- [YOUR ASSIGNMENT]
Below are the entries; give again exactly the lines from the one mentioning "of links without explicit capacity" through the one mentioning "of the physical", inclusive.

- [DATA IN THIS EXERCISE]
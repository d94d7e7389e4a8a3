// E-Line: Provisioning Point-to-Point Circuits in Software-Defined Networks
// Copyright (C) 2021  The E-Line Authors
//
// This program is free software; you can redistribute it and/or modify
// it under the terms of the GNU General Public License as published by
// the Free Software Foundation; either version 2 of the License, or
// (at your option) any later version.
//
// This program is distributed in the hope that it will be useful,
// but WITHOUT ANY WARRANTY; without even the implied warranty of
// MERCHANTABILITY or FITNESS FOR A PARTICULAR PURPOSE.  See the
// GNU General Public License for more details.
//
// You should have received a copy of the GNU General Public License along
// with this program; if not, write to the Free Software Foundation, Inc.,
// 51 Franklin Street, Fifth Floor, Boston, MA 02110-1301 USA.

//! # Capacity Ledger
//!
//! The ledger does not hold any state. The committed bandwidth of a link is recomputed from the
//! set of all stored circuits every time it is needed.

use crate::model::ordered;
use crate::model::{Circuit, Endpoint, Link};

use std::collections::HashMap;

/// Maximum aggregate bandwidth of a link if the topology does not say otherwise (100 Gb/s).
pub const DEFAULT_CAPACITY_CEILING: u64 = 100_000_000_000;

/// # Capacity Table
///
/// Total capacity of every link. Links without explicit capacity use the ceiling.
#[derive(Debug, Clone, PartialEq, Eq)]
pub struct CapacityTable {
    ceiling: u64,
    links: HashMap<(Endpoint, Endpoint), u64>,
}

impl Default for CapacityTable {
    fn default() -> Self {
        Self::new(DEFAULT_CAPACITY_CEILING)
    }
}

impl CapacityTable {
    /// Create a table where every link has the capacity `ceiling`
    pub fn new(ceiling: u64) -> Self {
        Self { ceiling, links: HashMap::new() }
    }

    /// Capacity of links without explicit capacity
    pub fn ceiling(&self) -> u64 {
        self.ceiling
    }

    /// Set the capacity of the link between `a` and `b` (in both directions).
    pub fn insert(&mut self, a: &Endpoint, b: &Endpoint, capacity: u64) {
        self.links.insert(ordered(a, b), capacity);
    }

    /// Capacity of the physical hop used by `link`
    pub fn capacity_of(&self, link: &Link) -> u64 {
        self.links.get(&link.key()).copied().unwrap_or(self.ceiling)
    }
}

impl Extend<(Endpoint, Endpoint, u64)> for CapacityTable {
    fn extend<T: IntoIterator<Item = (Endpoint, Endpoint, u64)>>(&mut self, iter: T) {
        for (a, b, capacity) in iter {
            self.insert(&a, &b, capacity);
        }
    }
}

/// Bandwidth committed on the physical hop of `link` by all `circuits`. Each circuit counts at
/// most once, with the first of its links matching `link`.
pub fn committed(link: &Link, circuits: &[Circuit]) -> u64 {
    circuits
        .iter()
        .filter_map(|c| c.path().iter().find(|l| l.matches(link)))
        .fold(0u64, |acc, l| acc.saturating_add(l.bandwidth))
}

/// Check if the link can carry `link.bandwidth` in addition to what is already committed by
/// `circuits`. Returns the committed bandwidth, or `None` if the total would exceed `capacity`.
pub fn availability(link: &Link, circuits: &[Circuit], capacity: u64) -> Option<u64> {
    let committed = committed(link, circuits);
    if committed.saturating_add(link.bandwidth) > capacity {
        None
    } else {
        Some(committed)
    }
}
// E-Line: Provisioning Point-to-Point Circuits in Software-Defined Networks
// Copyright (C) 2021  The E-Line Authors
//
// This program is free software; you can redistribute it and/or modify
// it under the terms of the GNU General Public License as published by
// the Free Software Foundation; either version 2 of the License, or
// (at your option) any later version.
//
// This program is distributed in the hope that it will be useful,
// but WITHOUT ANY WARRANTY; without even the implied warranty of
// MERCHANTABILITY or FITNESS FOR A PARTICULAR PURPOSE.  See the
// GNU General Public License for more details.
//
// You should have received a copy of the GNU General Public License along
// with this program; if not, write to the Free Software Foundation, Inc.,
// 51 Franklin Street, Fifth Floor, Boston, MA 02110-1301 USA.

//! # Forwarding Driver
//!
//! Translates the path of a circuit into forwarding rules. Only hops where both endpoints are on
//! the same switch are programmed. Each such hop gets two rules, one per direction, both matching
//! on the VLAN ID of `uni_a`. Hops between two switches are not programmed.

use crate::model::Circuit;

use controller_api::{FlowDelete, FlowInstall, FlowManager};
use log::*;
use std::sync::Arc;
use thiserror::Error;

/// Error of the forwarding driver
#[derive(Debug, Error)]
pub enum DriverError {
    /// The request to the controller failed
    #[error("Controller API Error: {0}")]
    Api(#[from] controller_api::Error),
    /// The flow service refused the operation
    #[error("Flow operation on {dpid} failed: {message}")]
    Rejected {
        /// Switch on which the operation was performed
        dpid: String,
        /// Reason
        message: String,
    },
    /// The circuit has no VLAN ID to match on
    #[error("Circuit {0} has no VLAN tag on uni_a")]
    MissingTag(String),
}

/// Whether the rules are installed or removed
#[derive(Debug, Clone, Copy, PartialEq, Eq, Hash)]
pub enum FlowMode {
    /// Install the rules
    Install,
    /// Remove the rules
    Remove,
}

/// Forwarding rule on a single switch: packets entering at `in_port` with VLAN ID `vlan` leave
/// at `out_port`.
#[derive(Debug, Clone, Copy, PartialEq, Eq, Hash, PartialOrd, Ord)]
pub struct FlowRule {
    /// Inbound port
    pub in_port: u32,
    /// VLAN ID to match on
    pub vlan: u16,
    /// Outbound port
    pub out_port: u32,
}

/// # Flow Service
///
/// Service which programs the forwarding rules on the switches. Both operations must be
/// idempotent: installing an existing rule, or removing a missing one, succeeds.
pub trait FlowService: Send + Sync {
    /// Install the rule on the switch `dpid`
    fn install(&self, dpid: &str, rule: &FlowRule) -> Result<(), DriverError>;
    /// Remove the rule from the switch `dpid`
    fn remove(&self, dpid: &str, rule: &FlowRule) -> Result<(), DriverError>;
}

impl FlowService for FlowManager {
    fn install(&self, dpid: &str, rule: &FlowRule) -> Result<(), DriverError> {
        let flow = FlowInstall::output(rule.in_port, rule.vlan, rule.out_port);
        Ok(self.install_flows(dpid, &[flow])?)
    }

    fn remove(&self, dpid: &str, rule: &FlowRule) -> Result<(), DriverError> {
        let flow = FlowDelete::output(rule.in_port, rule.vlan, rule.out_port);
        Ok(self.delete_flows(dpid, &[flow])?)
    }
}

impl<T: FlowService + ?Sized> FlowService for Box<T> {
    fn install(&self, dpid: &str, rule: &FlowRule) -> Result<(), DriverError> {
        (**self).install(dpid, rule)
    }

    fn remove(&self, dpid: &str, rule: &FlowRule) -> Result<(), DriverError> {
        (**self).remove(dpid, rule)
    }
}

impl<T: FlowService + ?Sized> FlowService for Arc<T> {
    fn install(&self, dpid: &str, rule: &FlowRule) -> Result<(), DriverError> {
        (**self).install(dpid, rule)
    }

    fn remove(&self, dpid: &str, rule: &FlowRule) -> Result<(), DriverError> {
        (**self).remove(dpid, rule)
    }
}

/// All rules of the circuit, as `(dpid, rule)` pairs.
pub fn flow_rules(circuit: &Circuit) -> Result<Vec<(String, FlowRule)>, DriverError> {
    let vlan = circuit.vlan().ok_or_else(|| DriverError::MissingTag(circuit.id().to_string()))?;
    let mut rules = Vec::new();
    for link in circuit.path() {
        if !link.is_intra_device() {
            debug!("Not programming the inter-switch hop {}", link);
            continue;
        }
        let (a, b) = (&link.endpoint_a, &link.endpoint_b);
        rules.push((a.dpid.clone(), FlowRule { in_port: a.port, vlan, out_port: b.port }));
        rules.push((a.dpid.clone(), FlowRule { in_port: b.port, vlan, out_port: a.port }));
    }
    Ok(rules)
}

/// # Forwarding Driver
#[derive(Debug)]
pub struct ForwardingDriver<F> {
    service: F,
}

impl<F: FlowService> ForwardingDriver<F> {
    /// Create a new driver using the given flow service
    pub fn new(service: F) -> Self {
        Self { service }
    }

    /// Install or remove all rules of the circuit. Every rule is attempted, even if an earlier
    /// one failed. Returns the number of rules applied, or the first error.
    pub fn apply_circuit(&self, circuit: &Circuit, mode: FlowMode) -> Result<usize, DriverError> {
        let mut first_error = None;
        let mut applied = 0;
        for (dpid, rule) in flow_rules(circuit)? {
            let result = match mode {
                FlowMode::Install => self.service.install(&dpid, &rule),
                FlowMode::Remove => self.service.remove(&dpid, &rule),
            };
            match result {
                Ok(()) => applied += 1,
                Err(e) => {
                    error!("{:?} of {:?} on {} failed for {}: {}", mode, rule, dpid, circuit, e);
                    first_error.get_or_insert(e);
                }
            }
        }
        match first_error {
            Some(e) => Err(e),
            None => Ok(applied),
        }
    }
}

- [ANSWER FOR THE TASK]
    /// Capacity of links without explicit capacity
    pub fn ceiling(&self) -> u64 {
        self.ceiling
    }

    /// Set the capacity of the link between `a` and `b` (in both directions).
    pub fn insert(&mut self, a: &Endpoint, b: &Endpoint, capacity: u64) {
        self.links.insert(ordered(a, b), capacity);
    }

    /// Capacity of the physical hop used by `link`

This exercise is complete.